I so wanted to believe Jumbo was an unfairly maligned movie, but when I finally caught up with it the last time TCM showed it, I had to conclude it was fairly maligned. But it had so much going for it on paper, included Charles Walters' direction! Sadly I couldn't make it more than a half-hour in, though I skipped ahead to the last five minutes. Doris' singing is wonderful (of course), and it's fantastic to hear lesser-known Rodgers and Hart (like "Over and Over Again"--Bobby Short's is the only version I'd heard previously--and "Circus on Parade").

Re the score, @Rinaldo, you're the only one around here (or one of the few) who might know the answer to this. The IMDB credits the movie's finale, "Sawdusts and Spangles and Dreams," to Rodgers and Roger Edens. Did Rodgers compose new music for the film, or is this a trunk song that Rodgers pulled out for Edens to write new lyrics for?

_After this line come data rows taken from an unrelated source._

//! Main application entry point

use std::path::PathBuf;
use std::sync::Arc;
use std::time::Instant;

use anyhow::{Context as _, Result};
use eframe::egui::{self, Context};
use tracing::info;

use bg_core::filters::quality_domain;
use bg_core::{
    Bounds, Catalog, FilterPipeline, Filters, GameRecord, SelectionCoordinator, ZoomController,
};
use bg_data::{load_catalog, JsonCatalogSource};
use bg_ui::{apply_theme, menu_bar, FilterPanel, Theme};
use bg_views::{CardListView, DetailCard, ScatterView, TableView};

/// Below this window width the table is replaced by the card list
const NARROW_LAYOUT_WIDTH: f32 = 600.0;

/// Bundled catalog used when no path is given on the command line
const SAMPLE_CATALOG: &str = include_str!("../data/sample_games.json");

/// Main application state
struct FinderApp {
    /// The loaded catalog, immutable for the lifetime of the app
    catalog: Catalog,

    /// Committed filter state
    filters: Filters,

    /// The discovery pipeline
    pipeline: FilterPipeline,

    /// Pipeline output for the committed filters
    results: Vec<Arc<GameRecord>>,

    /// Band ceiling the pipeline derived for `results`
    band_ceiling: u32,

    /// Unzoomed chart bounds for `results`
    natural_bounds: Bounds,

    /// Drag-to-zoom state for the scatter plot
    zoom: ZoomController,

    /// Shared hover/highlight/expand state
    selection: SelectionCoordinator,

    /// Filter strip
    panel: FilterPanel,

    /// Views
    table: TableView,
    scatter: ScatterView,
    cards: CardListView,
    detail: DetailCard,
}

impl FinderApp {
    fn new(cc: &eframe::CreationContext<'_>, catalog: Catalog) -> Self {
        apply_theme(&cc.egui_ctx, &Theme::default());

        let filters = Filters::default_for(catalog.games());
        let panel = FilterPanel::new(filters.clone(), quality_domain(catalog.games()));
        let mut pipeline = FilterPipeline::new();
        let results = pipeline.apply(catalog.games(), &filters);
        let band_ceiling = pipeline.band_ceiling();
        let natural_bounds = Bounds::natural(&results);

        Self {
            catalog,
            filters,
            pipeline,
            results,
            band_ceiling,
            natural_bounds,
            zoom: ZoomController::new(),
            selection: SelectionCoordinator::new(),
            panel,
            table: TableView::new(),
            scatter: ScatterView::new(),
            cards: CardListView::new(),
            detail: DetailCard::new(),
        }
    }

    /// Replace the committed filters and re-run the pipeline.
    fn apply_filters(&mut self, filters: Filters) {
        self.filters = filters;
        self.results = self.pipeline.apply(self.catalog.games(), &self.filters);
        self.band_ceiling = self.pipeline.band_ceiling();
        self.natural_bounds = Bounds::natural(&self.results);
    }

    fn reset_filters(&mut self) {
        let defaults = Filters::default_for(self.catalog.games());
        self.panel.sync(&defaults);
        self.apply_filters(defaults);
    }
}

impl eframe::App for FinderApp {
    fn update(&mut self, ctx: &Context, _frame: &mut eframe::Frame) {
        let now = Instant::now();
        self.selection.tick(now);

        let action = menu_bar(ctx, self.zoom.is_zoomed());
        if action.reset_filters {
            self.reset_filters();
        }
        if action.reset_zoom {
            self.zoom.reset();
        }

        egui::TopBottomPanel::top("filter_strip").show(ctx, |ui| {
            if let Some(filters) = self.panel.show(ui, &self.catalog, self.results.len()) {
                self.apply_filters(filters);
            }
        });

        if ctx.screen_rect().width() < NARROW_LAYOUT_WIDTH {
            egui::CentralPanel::default().show(ctx, |ui| {
                self.cards
                    .show(ui, &self.results, self.band_ceiling, &mut self.selection);
            });
        } else {
            egui::SidePanel::right("chart_panel")
                .default_width(430.0)
                .show(ctx, |ui| {
                    self.scatter.show(
                        ui,
                        &self.results,
                        self.band_ceiling,
                        self.natural_bounds,
                        &mut self.zoom,
                        &mut self.selection,
                        &mut self.table,
                    );
                    ui.separator();
                    let selected = self
                        .selection
                        .selected()
                        .and_then(|id| self.catalog.get(id));
                    self.detail.show(ui, selected, self.band_ceiling);
                });

            egui::CentralPanel::default().show(ctx, |ui| {
                self.table
                    .show(ui, &self.results, self.band_ceiling, &mut self.selection);
            });
        }

        // Wake up for the earliest pending timer instead of repainting
        // continuously.
        let mut deadline = self.selection.next_deadline();
        if let Some(panel_deadline) = self.panel.next_deadline() {
            deadline = Some(deadline.map_or(panel_deadline, |d| d.min(panel_deadline)));
        }
        if let Some(deadline) = deadline {
            ctx.request_repaint_after(deadline.saturating_duration_since(now));
        }
    }
}

fn load_app_catalog() -> Result<Catalog> {
    match std::env::args().nth(1) {
        Some(path) => {
            let path = PathBuf::from(path);
            load_catalog(&path)
                .with_context(|| format!("loading catalog from {}", path.display()))
        }
        None => {
            info!("no catalog path given, using the bundled sample");
            JsonCatalogSource::parse(SAMPLE_CATALOG).context("parsing the bundled sample catalog")
        }
    }
}

fn main() -> Result<()> {
    tracing_subscriber::fmt::init();

    let catalog = load_app_catalog()?;
    info!(games = catalog.len(), "catalog loaded");

    let options = eframe::NativeOptions {
        viewport: egui::ViewportBuilder::default()
            .with_inner_size([1280.0, 820.0])
            .with_min_inner_size([700.0, 500.0]),
        default_theme: eframe::Theme::Dark,
        persist_window: false,
        ..Default::default()
    };

    eframe::run_native(
        "Board Game Finder",
        options,
        Box::new(move |cc| Box::new(FinderApp::new(cc, catalog))),
    )
    .map_err(|e| anyhow::anyhow!("failed to run app: {e}"))?;

    Ok(())
}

Or is it an amalgam of some music by Rodgers and some by Edens, with words by Edens? Or is the song really all Edens, except for a brief Rodgers quote here and there sufficient to require a credit? 

  • Love 1
Link to comment
29 minutes ago, Milburn Stone said:

But it had so much going for it on paper, included Charles Walters' direction!

And the participation of Busby Berkeley (uncredited, I find, though I've somehow always known about it -- it was his last film work, and a decade after his previous one). Yes, it's a disappointment. At least we still have Durante's "What elephant?" bit repeated from the stage show. (Which must have been quite a spectacle, unrepeatable, turning the 5000-seat Hippodrome into a circus tent with actual circus acts and the Paul Whiteman Band.

36 minutes ago, Milburn Stone said:

The IMDB credits the movie's finale, "Sawdusts and Spangles and Dreams," to Rodgers and Roger Edens. Did Rodgers compose new music for the film, or is this a trunk song that Rodgers pulled out for Edens to write new lyrics for? Or is it an amalgam of some music by Rodgers and some by Edens, with words by Edens? Or is the song really all Edens, except for a brief Rodgers quote here and there sufficient to require a credit? 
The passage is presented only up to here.